Automotive SEO, Auto Dealer BlogIt’s true that certain groups of people tend to enjoy certain cars more than others. If you know that the brand of cars that you sell tends to attract older customers, don’t call your customers “old” in the blog articles you write. It seems like common sense, but it occasionally does happen, and when it does, people actively complain about it. Complaints, of course, are never good for business.

Obviously, you still have to be honest in your blog articles. Don’t tell your customers that the cars that you are selling are a favorite among younger audiences if it’s a blatant lie. If you know that your customers prize price over fancy accessories, don’t tell them that buyers that are interested in the cars are very into gadgetry. They won’t only feel like you are lying to them if you do choose to do this – they will feel patronized.

If you break this rule, you might as well not have a blog!

Instead, make sure that all the words you describe your customers with are words that are viewed in a positive light. For instance, say “thrifty” instead of “frugal” or worse, “miserly.” If your clients are older, say “young at heart.” If you don’t know how to approach telling your customers something about themselves, don’t say anything.

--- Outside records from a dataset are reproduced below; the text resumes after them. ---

use crate::{
    AppState,
    utils::{Bidder, Now},
};
use axum::{
    Json, Router,
    extract::{Path, State},
    http::StatusCode,
    response::{
        IntoResponse, Response, Sse,
        sse::{Event, KeepAlive},
    },
    routing,
};
use hammer_core::{
    models::{Auction, AuctionId, AuctionSnapshot, ItemSnapshot},
    ports::AuctionStore,
};
use hammer_engine::{EngineError, SubmitError};
use serde::{Deserialize, Serialize};
use time::OffsetDateTime;
use tokio_stream::{StreamExt as _, wrappers::WatchStream};
use tracing::{Level, event};
use uuid::Uuid;

pub fn router<S: AuctionStore>() -> Router<AppState<S>> {
    Router::new()
        // Hand over a finalized listing from the catalog
        .route("/", routing::post(create_auction))
        // One-shot view of an auction
        .route("/{auction_id}", routing::get(get_auction))
        // Subscribe to state broadcasts; disconnecting leaves the room
        .route("/{auction_id}/live", routing::get(live_stream))
        // Place a bid
        .route("/{auction_id}/bids", routing::post(submit_bid))
}

/// A finalized listing, as handed over by the catalog collaborator.
#[derive(Deserialize)]
struct CreateAuctionRequest {
    item: ItemSnapshot,
    base_price: i64,
    /// Start of the bidding window; defaults to the time of the request
    #[serde(default, with = "time::serde::rfc3339::option")]
    opens_at: Option<OffsetDateTime>,
    duration_minutes: u32,
}

#[derive(Deserialize)]
struct BidRequest {
    amount: i64,
}

/// Body returned to the submitter when a bid or listing is rejected.
///
/// `kind` is a stable machine-readable discriminant; `reason` is the
/// human-readable message.
#[derive(Serialize)]
struct RejectionBody {
    kind: &'static str,
    reason: String,
}

async fn create_auction<S: AuctionStore>(
    State(state): State<AppState<S>>,
    bidder: Bidder,
    Now(now): Now,
    Json(input): Json<CreateAuctionRequest>,
) -> Response {
    let auction = match Auction::new_listing(
        Uuid::new_v4().into(),
        bidder.id,
        bidder.name,
        input.item,
        input.base_price,
        input.opens_at.unwrap_or(now),
        input.duration_minutes,
    ) {
        Ok(auction) => auction,
        Err(error) => {
            return (
                StatusCode::UNPROCESSABLE_ENTITY,
                Json(RejectionBody {
                    kind: error.kind(),
                    reason: error.to_string(),
                }),
            )
                .into_response();
        }
    };

    let snapshot = AuctionSnapshot::of(&auction, now);
    if let Err(error) = state.registry.create_auction(auction).await {
        event!(Level::ERROR, ?error);
        return StatusCode::INTERNAL_SERVER_ERROR.into_response();
    }

    (StatusCode::CREATED, Json(snapshot)).into_response()
}

async fn get_auction<S: AuctionStore>(
    State(state): State<AppState<S>>,
    Path(auction_id): Path<AuctionId>,
    Now(now): Now,
) -> Result<Json<AuctionSnapshot>, StatusCode> {
    let snapshot = state
        .registry
        .snapshot(auction_id, now)
        .await
        .map_err(|error| match error {
            EngineError::NotFound => StatusCode::NOT_FOUND,
            EngineError::Store(error) => {
                event!(Level::ERROR, ?error);
                StatusCode::INTERNAL_SERVER_ERROR
            }
        })?;

    Ok(Json(snapshot))
}

async fn live_stream<S: AuctionStore>(
    State(state): State<AppState<S>>,
    Path(auction_id): Path<AuctionId>,
    Now(now): Now,
) -> Result<Sse<impl tokio_stream::Stream<Item = Result<Event, axum::Error>>>, StatusCode> {
    let (_, receiver) = state
        .registry
        .join(auction_id, now)
        .await
        .map_err(|error| match error {
            EngineError::NotFound => StatusCode::NOT_FOUND,
            EngineError::Store(error) => {
                event!(Level::ERROR, ?error);
                StatusCode::INTERNAL_SERVER_ERROR
            }
        })?;

    // The watch stream yields the current snapshot immediately, then the
    // latest state after each change; intermediate states may be skipped.
    let stream = WatchStream::new(receiver)
        .map(|snapshot| Event::default().event("snapshot").json_data(&snapshot));

    Ok(Sse::new(stream).keep_alive(KeepAlive::default()))
}

async fn submit_bid<S: AuctionStore>(
    State(state): State<AppState<S>>,
    Path(auction_id): Path<AuctionId>,
    bidder: Bidder,
    Now(now): Now,
    Json(input): Json<BidRequest>,
) -> Response {
    let result = state
        .registry
        .submit_bid(auction_id, bidder.id, bidder.name, input.amount, now)
        .await;

    match result {
        Ok(bid) => (StatusCode::CREATED, Json(bid)).into_response(),
        Err(SubmitError::Rejected(rejection)) => (
            StatusCode::UNPROCESSABLE_ENTITY,
            Json(RejectionBody {
                kind: rejection.kind(),
                reason: rejection.to_string(),
            }),
        )
            .into_response(),
        Err(SubmitError::NotFound) => StatusCode::NOT_FOUND.into_response(),
        Err(SubmitError::Store(error)) => {
            event!(Level::ERROR, ?error);
            StatusCode::INTERNAL_SERVER_ERROR.into_response()
        }
    }
}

As a dealership, you need to make people feel empowered by the fact that they are buying services from you. You have to show your potential clients that you hold them in high esteem. Showing them that you don’t value them as customers is a good way to lose business before they even walk in the door.

Not sure whether the articles that you are posting to your blog are actually customer-friendly? Well, the easiest way to check whether or not the blogs are actually written in a friendly tone is to read them yourself and put yourself in the customers’ shoes. If you wouldn’t want someone to write about you in that way, you shouldn’t use those words or phrases to describe your customers.

Tone is crucial when it comes to making sure that you don’t upset customers. Though scholarly writing might have been the best choice for term papers in school, no one really wants to read such heavy material, especially not if they are just looking for simple and to-the-point answers. Friendly, lighthearted, and very basic writing works best for blogs, since you are actually catering to a very wide audience.

The bottom line here is that you simply cannot run the risk of upsetting or insulting the very people who are reading your blog. If you decide to break the #1 rule of dealership blogging, you might as well not have a blog associated with your dealership.